I went out on medical leave at the end of October. I communicated with my work team, with our HR department, and with my short term disability company. I explained the situation and that my return date would be an estimate. I spoke with the three doctors who primarily manage me prior to calling about STD so that they would expect the paperwork. I get in home nursing care and have frequent medical appointments and testing. I am frequently observed by providers and, for once, I looked sick. I was so demonstrably sick that I was not concerned that my disability would be denied.
Ten days after I filed for disability, I received a call from my STD carrier. They informed me that they were denying my claim because they had not received any information to support that I was sick and couldn’t work. Initially, they said they had contacted my providers and that the providers said I was fully able to work. I knew this wasn’t true, especially because I had sent in office notes along with my STD form directly to the carrier. The company then said that the providers said I was unable to work and verifiably sick but because they did not know the exact date for returning to work, the STD was denied. We had no idea how long it would take me to get back to baseline and my STD company had refused to approve it without a firm date.
Without approval of STD, I would have lost my job and health insurance unless I immediately returned to work. Of course that was impossible. I was so afraid that I would lose my insurance that I had a panic attack while on the phone with my insurance company. This triggered a bad mast cell reaction. The company eventually found the office notes sent over and agreed to approve disability for four weeks from that day.
Naturally, I was not ready to return to work by the date my insurance arbitrarily set. I called two weeks before this date to notify them of this fact. I had appointments with my providers who both agreed that I was not well enough to work. We agreed on a tentative return date in early January.
Despite the significant notice and providers who sent in required paperwork, my company once again denied my STD claim. This went on for weeks. Last Thursday, I received a phone call telling me that my claim was denied from early December on because my providers “said I had no ongoing health problems and there is no reason [I] can’t work”. After weeks of phone calls from myself and providers, filling out paperwork, sending clinical assessments and office notes, my insurance company was still insistent not only that I was too sick to work but that I had NEVER been sick at all.

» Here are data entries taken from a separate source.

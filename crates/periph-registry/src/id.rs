//! Logical peripheral identifiers.
//!
//! Each peripheral kind on a board is a closed, fieldless enum. The enum's
//! discriminant is the identifier's index into every table of that kind, and
//! [`PeripheralId::COUNT`] plays the role of the "size" bound: it is an
//! associated constant, never a variant, so it cannot be looked up.
//!
//! ```compile_fail
//! use periph_registry::peripheral_ids;
//!
//! peripheral_ids! {
//!     pub enum Timer { A, B }
//! }
//!
//! // There is no sentinel variant to pass.
//! let _ = Timer::Size;
//! ```

/// A closed set of logical identifiers for one peripheral kind on one board.
///
/// Usually implemented through [`peripheral_ids!`](crate::peripheral_ids),
/// which keeps `index()` equal to the declaration position.
pub trait PeripheralId: Copy + Eq + 'static {
    /// Every identifier, in declaration (= index) order.
    const ALL: &'static [Self];

    /// Number of identifiers. Valid indices are `0..COUNT`.
    const COUNT: usize = Self::ALL.len();

    /// Kind name used in diagnostics (e.g. `"Timer"`).
    const KIND: &'static str;

    /// Position of this identifier in its kind's tables.
    fn index(self) -> usize;

    /// Identifier name used in diagnostics (e.g. `"Tim1"`).
    fn name(self) -> &'static str;

    /// Identifier at `index`, or `None` when `index >= COUNT`.
    fn from_index(index: usize) -> Option<Self> {
        Self::ALL.get(index).copied()
    }
}

/// Raw value that does not name any identifier of a kind.
#[derive(Debug, Clone, Copy, PartialEq, Eq)]
#[cfg_attr(feature = "defmt", derive(defmt::Format))]
pub struct UnknownId {
    /// Kind the value was converted for.
    pub kind: &'static str,
    /// The rejected raw value.
    pub index: usize,
}

impl core::fmt::Display for UnknownId {
    fn fmt(&self, f: &mut core::fmt::Formatter<'_>) -> core::fmt::Result {
        write!(f, "{} has no identifier with index {}", self.kind, self.index)
    }
}

impl core::error::Error for UnknownId {}

/// Declare a peripheral kind's identifier enum.
///
/// Generates a `#[repr(u8)]` enum with the usual value derives, its
/// [`PeripheralId`] impl and a `TryFrom<u8>` conversion for identifiers that
/// arrive as raw numbers (e.g. from a host command).
///
/// The enum also derives `defmt::Format` when the *calling* crate's `defmt`
/// feature is on, so that crate must depend on `defmt` under that feature.
///
/// ```
/// use periph_registry::{peripheral_ids, PeripheralId};
///
/// peripheral_ids! {
///     /// Timers on this board.
///     pub enum Timer { Tim1, Tim3 }
/// }
///
/// assert_eq!(Timer::COUNT, 2);
/// assert_eq!(Timer::Tim3.index(), 1);
/// assert_eq!(Timer::try_from(0u8), Ok(Timer::Tim1));
/// assert!(Timer::try_from(2u8).is_err());
/// ```
#[macro_export]
macro_rules! peripheral_ids {
    (
        $(#[$meta:meta])*
        $vis:vis enum $kind:ident {
            $($(#[$vmeta:meta])* $variant:ident),+ $(,)?
        }
    ) => {
        $(#[$meta])*
        #[derive(Debug, Clone, Copy, PartialEq, Eq, PartialOrd, Ord, Hash)]
        #[cfg_attr(feature = "defmt", derive(defmt::Format))]
        #[repr(u8)]
        $vis enum $kind {
            $($(#[$vmeta])* $variant),+
        }

        impl $crate::PeripheralId for $kind {
            const ALL: &'static [Self] = &[$(Self::$variant),+];
            const KIND: &'static str = ::core::stringify!($kind);

            #[inline(always)]
            fn index(self) -> usize {
                self as usize
            }

            fn name(self) -> &'static str {
                match self {
                    $(Self::$variant => ::core::stringify!($variant)),+
                }
            }
        }

        impl ::core::convert::TryFrom<u8> for $kind {
            type Error = $crate::UnknownId;

            fn try_from(value: u8) -> ::core::result::Result<Self, Self::Error> {
                <Self as $crate::PeripheralId>::from_index(usize::from(value)).ok_or(
                    $crate::UnknownId {
                        kind: <Self as $crate::PeripheralId>::KIND,
                        index: usize::from(value),
                    },
                )
            }
        }
    };
}

#[cfg(test)]
mod tests {
    use super::*;

    peripheral_ids! {
        enum Dma { Stream0, Stream1, Stream7 }
    }

    #[test]
    fn count_excludes_any_sentinel() {
        assert_eq!(Dma::COUNT, 3);
        assert_eq!(Dma::ALL, &[Dma::Stream0, Dma::Stream1, Dma::Stream7]);
    }

    #[test]
    fn index_is_declaration_position() {
        for (position, id) in Dma::ALL.iter().enumerate() {
            assert_eq!(id.index(), position);
            assert_eq!(Dma::from_index(position), Some(*id));
        }
    }

    #[test]
    fn index_past_count_is_rejected() {
        assert_eq!(Dma::from_index(Dma::COUNT), None);
        assert_eq!(
            Dma::try_from(3u8),
            Err(UnknownId {
                kind: "Dma",
                index: 3
            })
        );
    }

    #[test]
    fn names_come_from_variants() {
        assert_eq!(Dma::KIND, "Dma");
        assert_eq!(Dma::Stream7.name(), "Stream7");
    }

    #[test]
    fn unknown_id_display_names_kind_and_index() {
        let err = UnknownId {
            kind: "Dma",
            index: 9,
        };
        assert_eq!(err.to_string(), "Dma has no identifier with index 9");
    }
}
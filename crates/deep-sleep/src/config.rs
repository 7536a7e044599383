//! Coordinator sizing.
//!
//! All values are compile-time constants; change them here rather than at the
//! use sites.

/// Capacity of the process-wide coordinator ([`DEEP_SLEEP`](crate::DEEP_SLEEP)).
///
/// One slot per live power-aware module. The motor controller registers one
/// driver per half-bridge, the sensor node its RTC keeper; 16 leaves room for
/// application-level modules.
pub const MAX_POWER_AWARE_MODULES: usize = 16;
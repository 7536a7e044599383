//! RTC owner that keeps the calendar running through sleep.

use core::cell::Cell;

use critical_section::Mutex;
use deep_sleep::PowerAware;

use crate::families::RtcInit;

/// Owner of the real-time clock.
///
/// The RTC sits in the backup domain and is the wake-up source, so it must
/// keep counting while the core sleeps. Both callbacks leave the hardware
/// alone; they only count transitions for diagnostics.
pub struct RtcKeeper {
    wakeup_seconds: u16,
    sleeps: Mutex<Cell<u32>>,
    wakes: Mutex<Cell<u32>>,
}

impl RtcKeeper {
    /// Keeper for the RTC described by `init`.
    pub const fn new(init: &RtcInit) -> Self {
        Self {
            wakeup_seconds: init.wakeup_seconds,
            sleeps: Mutex::new(Cell::new(0)),
            wakes: Mutex::new(Cell::new(0)),
        }
    }

    /// Periodic wake-up interval in seconds (0: no periodic wake-up).
    pub fn wakeup_seconds(&self) -> u16 {
        self.wakeup_seconds
    }

    /// Number of deep-sleep entries seen.
    pub fn sleeps(&self) -> u32 {
        critical_section::with(|cs| self.sleeps.borrow(cs).get())
    }

    /// Number of deep-sleep exits seen.
    pub fn wakes(&self) -> u32 {
        critical_section::with(|cs| self.wakes.borrow(cs).get())
    }
}

fn bump(counter: &Mutex<Cell<u32>>) {
    critical_section::with(|cs| {
        let cell = counter.borrow(cs);
        cell.set(cell.get().wrapping_add(1));
    });
}

impl PowerAware for RtcKeeper {
    // Calendar and wake-up timer stay armed.
    fn enter_deep_sleep(&self) {
        bump(&self.sleeps);
    }

    fn exit_deep_sleep(&self) {
        bump(&self.wakes);
    }

    fn name(&self) -> &'static str {
        "rtc"
    }
}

This is the same company that covered me after I had surgery so my previous approval for surgery secondary to mast cell disease was known.
Friday night, after a day of frantic phone calls and emails, I received a message that my STD was approved through late January based upon information that had been received weeks ago.
In the time I have been fighting for short term disability, I have slept for upwards of 20 hours a day most days; developed bruising over most of my body; experienced weakness and numbness in my extremities due to vascular inflammation; developed blistering hives; had a daily fever, sometimes quite high; had daily awful night sweats; had a major flare of orthostatic symptoms such that I would pass out upon standing up; had awful headaches and difficulty thinking; developed gastroparesis, making eating and retaining the food very difficult; had abdominal and rectal pain so badly that I sometimes vomited from the pain; and vomited every day, usually multiple times, from gastroparesis, pain, and mast cell disease. Throughout this process, I have continued to receive documented, ongoing care to manage these verifiable conditions. I am currently attached to an IV line for sixteen hours a day with IV push meds throughout the day. I take 20 meds regularly, including multiple daily doses of IV, oral, and rectal meds.
A huge part of the struggle of being sick is having to convince hostile parties of this fact. I am terrified every single day that I will lose my insurance and job because an insurance company has decided that I am just not sick enough despite significant evidence to the contrary. I am tired of having to fight every single day to demonstrate that I am sick and that fight making me sicker. I am so tired of having to beg for things that I need to stay alive.